Property extortion is the seizure of other people’s properties without their consent or the seizure of others’ properties without a legal title deed or legitimate reason to do so. Under Syrian law, extortion does not necessarily mean that coercion has taken place. Rather, only the seizure of another’s property without any legal justification needs to have occurred for the act to be considered extortion.
A The Syria Report correspondent in northeastern Syria met with a Syrian man called Osso, who in 2021 bought an apartment through a legal agent from a woman who has lived abroad for the past two decades. The sale was legally registered by a court within the Syrian judicial system and documented within the Land Registry. However, Osso later discovered that the expatriate woman’s ex-husband had claimed ownership of the apartment and began leasing it to tenants.

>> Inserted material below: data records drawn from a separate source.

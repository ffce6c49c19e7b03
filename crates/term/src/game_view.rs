//! GameView: maps a [`GameSnapshot`] into a terminal framebuffer.
//!
//! This module is pure (no I/O). It can be unit-tested.

use crate::core::GameSnapshot;
use crate::fb::{CellStyle, FrameBuffer, Rgb};
use crate::palette::Palette;
use crate::types::{BOARD_HEIGHT, BOARD_WIDTH, EMPTY};

const PLAY_BG: Rgb = Rgb::new(30, 30, 40);
const SCREEN_BG: Rgb = Rgb::new(0, 0, 0);
/// Colour for an identifier the palette has not seen yet.
const UNKNOWN_FG: Rgb = Rgb::new(150, 150, 160);
/// Minimum free columns right of the board before the panel is drawn.
const PANEL_MIN_W: u16 = 10;

/// Terminal viewport dimensions.
#[derive(Debug, Clone, Copy, PartialEq, Eq)]
pub struct Viewport {
    pub width: u16,
    pub height: u16,
}

impl Viewport {
    pub fn new(width: u16, height: u16) -> Self {
        Self { width, height }
    }
}

/// Board frame origin inside the viewport.
#[derive(Debug, Clone, Copy, PartialEq, Eq)]
struct Frame {
    x: u16,
    y: u16,
    w: u16,
    h: u16,
}

/// A lightweight terminal view of the board.
#[derive(Debug, Clone, Copy)]
pub struct GameView {
    /// Board cell width in terminal columns.
    cell_w: u16,
    /// Board cell height in terminal rows.
    cell_h: u16,
}

impl Default for GameView {
    fn default() -> Self {
        // 2x1 compensates for the usual terminal glyph aspect ratio.
        Self { cell_w: 2, cell_h: 1 }
    }
}

impl GameView {
    pub fn new(cell_w: u16, cell_h: u16) -> Self {
        Self {
            cell_w: cell_w.max(1),
            cell_h: cell_h.max(1),
        }
    }

    /// Total size of the board including its border.
    pub fn frame_size(&self) -> (u16, u16) {
        (
            BOARD_WIDTH as u16 * self.cell_w + 2,
            BOARD_HEIGHT as u16 * self.cell_h + 2,
        )
    }

    /// Render into an existing framebuffer, resizing it to `viewport`.
    ///
    /// Callers keep one framebuffer across frames; nothing here allocates
    /// unless the viewport grows.
    pub fn render_into(
        &self,
        snap: &GameSnapshot,
        palette: &Palette,
        paused: bool,
        viewport: Viewport,
        fb: &mut FrameBuffer,
    ) {
        fb.resize(viewport.width, viewport.height);
        fb.clear(CellStyle::new(SCREEN_BG, SCREEN_BG).cell(' '));

        let (w, h) = self.frame_size();
        let frame = Frame {
            x: viewport.width.saturating_sub(w) / 2,
            y: viewport.height.saturating_sub(h) / 2,
            w,
            h,
        };

        fb.fill_rect(
            frame.x + 1,
            frame.y + 1,
            w - 2,
            h - 2,
            ' ',
            CellStyle::new(PLAY_BG, PLAY_BG),
        );
        fb.draw_box(
            frame.x,
            frame.y,
            w,
            h,
            CellStyle::new(Rgb::new(200, 200, 200), SCREEN_BG),
        );

        let empty = CellStyle::new(Rgb::new(90, 90, 100), PLAY_BG).dim();
        for (row, cells) in snap.board.iter().enumerate() {
            for (col, &id) in cells.iter().enumerate() {
                if id == EMPTY {
                    self.fill_cell(fb, frame, row as u16, col as u16, '·', empty);
                    continue;
                }
                let fg = palette.color_of(id).unwrap_or(UNKNOWN_FG);
                let mut style = CellStyle::new(fg, PLAY_BG);
                if snap.active_id == Some(id) {
                    style = style.bold();
                }
                self.fill_cell(fb, frame, row as u16, col as u16, '█', style);
            }
        }

        self.draw_panel(fb, snap, viewport, frame);

        if snap.game_over {
            self.draw_banner(fb, frame, "GAME OVER");
        } else if paused {
            self.draw_banner(fb, frame, "PAUSED");
        }
    }

    /// Convenience helper that allocates a new framebuffer.
    pub fn render(
        &self,
        snap: &GameSnapshot,
        palette: &Palette,
        paused: bool,
        viewport: Viewport,
    ) -> FrameBuffer {
        let mut fb = FrameBuffer::new(viewport.width, viewport.height);
        self.render_into(snap, palette, paused, viewport, &mut fb);
        fb
    }

    fn fill_cell(&self, fb: &mut FrameBuffer, frame: Frame, row: u16, col: u16, ch: char, style: CellStyle) {
        let x = frame.x + 1 + col * self.cell_w;
        let y = frame.y + 1 + row * self.cell_h;
        fb.fill_rect(x, y, self.cell_w, self.cell_h, ch, style);
    }

    fn draw_panel(&self, fb: &mut FrameBuffer, snap: &GameSnapshot, viewport: Viewport, frame: Frame) {
        let x = frame.x.saturating_add(frame.w).saturating_add(2);
        if x >= viewport.width || viewport.width - x < PANEL_MIN_W {
            return;
        }

        let label = CellStyle::new(Rgb::new(220, 220, 220), SCREEN_BG).bold();
        let value = CellStyle::new(Rgb::new(200, 200, 200), SCREEN_BG);

        let mut y = frame.y;
        for (name, v) in [
            ("SCORE", snap.score),
            ("LEVEL", snap.level),
            ("LINES", snap.lines),
        ] {
            fb.put_str(x, y, name, label);
            fb.put_u32(x, y.saturating_add(1), v, value);
            y = y.saturating_add(3);
        }

        fb.put_str(x, y, "SPEED", label);
        let end = fb.put_u32(x, y.saturating_add(1), snap.speed, value);
        fb.put_str(end + 1, y.saturating_add(1), "ticks", value.dim());
        y = y.saturating_add(3);

        if snap.cascade_pending > 0 {
            let end = fb.put_str(x, y, "CLEAR ", label);
            fb.put_u32(end, y, snap.cascade_pending, value);
        }
    }

    fn draw_banner(&self, fb: &mut FrameBuffer, frame: Frame, text: &str) {
        let text_w = text.chars().count() as u16;
        let x = frame.x.saturating_add(frame.w.saturating_sub(text_w) / 2);
        let y = frame.y.saturating_add(frame.h / 2);
        fb.put_str(x, y, text, CellStyle::new(Rgb::new(255, 255, 255), SCREEN_BG).bold());
    }
}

Osso said he turned to the People’s Court, which is under AANES authority, and filed a claim to recover possession of his apparently extorted apartment. In Syrian law, lawsuits for recovery of possession are civil suits and fall within the jurisdiction of urgent matters judges. Such judges may, on an urgent basis, restore possession of properties to claimants if they meet certain legal conditions for possession. In Osso’s case, the court ordered a precautionary seizure of the apartment pending a decision it would later issue in mid-2022 that handed the property back over to Osso, emptied of occupants.
Some property extortion victims in Hassakeh have preferred to file property extortion claims before the People’s Courts. This is because such cases are considered criminal cases related to the public right, in which the public prosecution arrests the accused and investigates them as soon as the case is filed. Here, the AANES’ Asayish security forces play the role of the judicial police – if someone files a case of property extortion against another person before the People’s Courts, then the Asayish arrest the accused party and question them. Then, if the Asayish are able to confirm that the accused party does not have the proper documents proving their ownership of the disputed property, the tenants are forced to evacuate the property and hand it over to the rightful owner.
This process has opened the door to many malicious property extortion lawsuits before the People’s Courts in Hassakeh, such as claimants filing suits against others for extortion when, in fact, the case involves a lesser dispute like property transgression, eviction from a rental property or refusal of a sales contract. One Hassakeh resident told The Syria Report that he was able to recover his property from a seller who had reneged on the sales contract by simply filing a property extortion lawsuit. The prosecution then summoned the seller for questioning. This prompted the seller to voluntarily undo the renege on the sale and request that the problem is resolved by mutual consent with the buyer, outside the court’s scope.
However, cases are often not settled so easily and quickly, as many are further complicated by the continued presence of the Syrian judicial system courts in northeastern Syria alongside those operating under the AANES. Any opposing parties in a given case may resort to one of these courts or even both at the same time.
Yousef, one resident, said he filed a property extortion lawsuit in mid-2022 in the city of Qamishli before a criminal court affiliated with the Syrian’s judicial system. Days later, he filed a similar suit before the AANES’ People’s Court, believing this would further protect his ownership of the property and ensure its recovery. However, the People’s Court turned down the case based on Circular No. 5, which was issued in May 2015 by the Judicial Council in the Jazira Region affiliated with the AANES. The circular stipulates that any lawsuit filed before the AANES courts be rejected if another judicial authority has already considered the case. Yousef was then forced to wait for a decision from the Syrian court to recover his extorted property.
In 2021, the Social Justice Council for North and Eastern Syria, the AANES’ judicial authority, issued Decision No. 6, which barred the body’s courts from considering cases of original right for Amiri lands and properties located in areas outside cities and towns that do not have zoning plans. In cases of original right, a court may consider which party has ownership of the disputed property – that is, who is entitled to ownership. However, the AANES courts may not consider such cases for real estate because they do not have their own Land Registry. People living in AANES-held areas still must rely on the Syrian judicial system courts and Land Registry records in order to prove their property ownership.
At the same time, there is a mismatch of jurisdiction between the two coexisting judicial systems. One extortion victim, Zinar, told The Syria Report that he had purchased a common property and obtained a decision from a Syrian judicial system court of First Instance confirming his ownership of it. However, Zinar later discovered that someone else had bought that same property and obtained a similar court decision. Zinar filed a lawsuit before a Syrian court claiming that the other buyer had used forged documents, in addition to filing a lawsuit before an AANES court claiming property extortion on the part of the second buyer. The AANES court decided to place a precautionary seizure on the property and preserve the file pending a decision from the Syrian court on Zinar’s forgery lawsuit.